Because Saidova had herself, as an adult, continued the deception, it meted out the toughest measure available to it in April, not only stripping her of her residency permit and ordering her to leave Norway, but imposing a 5-year ban on entering the Schengen Area. 

"For five years, you're completely banished from the country and from the whole of the Schengen Area, and that's five years minimum: after five years I can apply for family reunification because my boyfriend is Norwegian, but it takes a long time to get a decision, so it could be seven years." 

The devastating verdict came as a surprise. 

"When I got the letter, I was so emotional because our lawyer had said that people who came here as children most often did not get punished for what their parents had said or done," she said. "He said I would probably get a new residency permit. I knew that this could happen, but I was still really surprised when it did and I got really, really sad." 

According to Saidova, her mother decided to travel by train through Germany and Denmark to get to Norway because life was so harsh in Pavlodar, an industrial city on Kazakhstan's Russian border, that she could not afford food for her daughter, particularly as her former husband was not providing any support.  
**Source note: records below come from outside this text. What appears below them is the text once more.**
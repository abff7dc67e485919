//! Vector index abstraction for Campus Copilot.
//!
//! The [`VectorIndex`] trait defines the storage operations needed by the
//! retrieval pipeline, enabling pluggable backends (in-memory today, a
//! remote vector database behind the same interface).
//!
//! Implementations must be `Send + Sync` to work with async runtimes.

pub mod memory;

use std::collections::BTreeMap;

use async_trait::async_trait;
use serde::{Deserialize, Serialize};

use crate::error::IndexError;
use crate::models::{Candidate, Document};

/// Metadata equality predicates. A document matches when every key is
/// present in its metadata with exactly the given value. The empty filter
/// matches everything.
#[derive(Debug, Clone, Default, PartialEq, Eq, Serialize, Deserialize)]
#[serde(transparent)]
pub struct MetadataFilter(pub BTreeMap<String, String>);

impl MetadataFilter {
    pub fn none() -> Self {
        Self::default()
    }

    pub fn eq(key: impl Into<String>, value: impl Into<String>) -> Self {
        let mut map = BTreeMap::new();
        map.insert(key.into(), value.into());
        Self(map)
    }

    pub fn is_empty(&self) -> bool {
        self.0.is_empty()
    }

    pub fn matches(&self, metadata: &BTreeMap<String, String>) -> bool {
        self.0
            .iter()
            .all(|(k, v)| metadata.get(k).map(|m| m == v).unwrap_or(false))
    }
}

/// Result of compacting an index.
#[derive(Debug, Clone, Copy, Default, PartialEq, Eq)]
pub struct RebuildStats {
    pub live: usize,
    pub removed: usize,
}

/// Abstract vector storage backend.
///
/// All operations are async (via `async-trait`) so remote backends fit the
/// same seam. In-memory implementations return immediately-ready futures.
///
/// # Operations
///
/// | Method | Purpose |
/// |--------|---------|
/// | [`insert`](VectorIndex::insert) | Insert or replace one document |
/// | [`upsert`](VectorIndex::upsert) | Bulk insert or replace |
/// | [`delete`](VectorIndex::delete) | Remove a document by id |
/// | [`get`](VectorIndex::get) | Fetch a document by id |
/// | [`search`](VectorIndex::search) | Filtered nearest-neighbour search |
/// | [`rebuild`](VectorIndex::rebuild) | Compact deleted slots |
#[async_trait]
pub trait VectorIndex: Send + Sync {
    /// Insert a document, replacing any previous document with the same id.
    ///
    /// Fails with [`IndexError::RebuildBusy`] while a rebuild holds the
    /// write side.
    async fn insert(&self, doc: Document) -> Result<(), IndexError>;

    /// Insert many documents. Returns the number written.
    async fn upsert(&self, docs: Vec<Document>) -> Result<usize, IndexError> {
        let mut written = 0;
        for doc in docs {
            self.insert(doc).await?;
            written += 1;
        }
        Ok(written)
    }

    /// Remove a document. Returns whether it existed.
    async fn delete(&self, id: &str) -> Result<bool, IndexError>;

    async fn get(&self, id: &str) -> Result<Option<Document>, IndexError>;

    /// Return at most `k` documents matching `filter`, ordered by
    /// descending cosine similarity with ties broken by ascending id.
    ///
    /// The filter is applied before the limit, so a fully filtered index
    /// returns an empty vector rather than an error.
    async fn search(
        &self,
        query: &[f32],
        k: usize,
        filter: &MetadataFilter,
    ) -> Result<Vec<Candidate>, IndexError>;

    /// Number of live documents.
    fn len(&self) -> usize;

    fn is_empty(&self) -> bool {
        self.len() == 0
    }

    /// Monotonic content version, bumped by every insert and delete.
    fn version(&self) -> u64;

    /// Share of storage slots occupied by deleted or replaced documents.
    fn deletion_ratio(&self) -> f64;

    /// Compact storage. Readers keep working; writers get
    /// [`IndexError::RebuildBusy`] until it finishes.
    async fn rebuild(&self) -> Result<RebuildStats, IndexError>;
}

#[cfg(test)]
mod tests {
    use super::*;

    #[test]
    fn test_empty_filter_matches_everything() {
        assert!(MetadataFilter::none().matches(&BTreeMap::new()));
    }

    #[test]
    fn test_filter_requires_every_key() {
        let mut meta = BTreeMap::new();
        meta.insert("topic".to_string(), "dining".to_string());
        assert!(MetadataFilter::eq("topic", "dining").matches(&meta));
        assert!(!MetadataFilter::eq("topic", "events").matches(&meta));
        assert!(!MetadataFilter::eq("campus", "main").matches(&meta));
    }
}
"When we came to Norway, I was really sick and she was really scared I might die. I was really, really skinny, and if I got just a little cold, I could be sick for a months. Just a usual poor kid story. Not having enough vitamins." 

Advertisement

An uncle had advised them to tell the Norwegian authorities that they came from Chechnya, then in the middle of the brutal Second Chechen War, and that's exactly what Saidova's mother did, with the 13-year-old having to join in with the lie from the first day of her arrival in the country.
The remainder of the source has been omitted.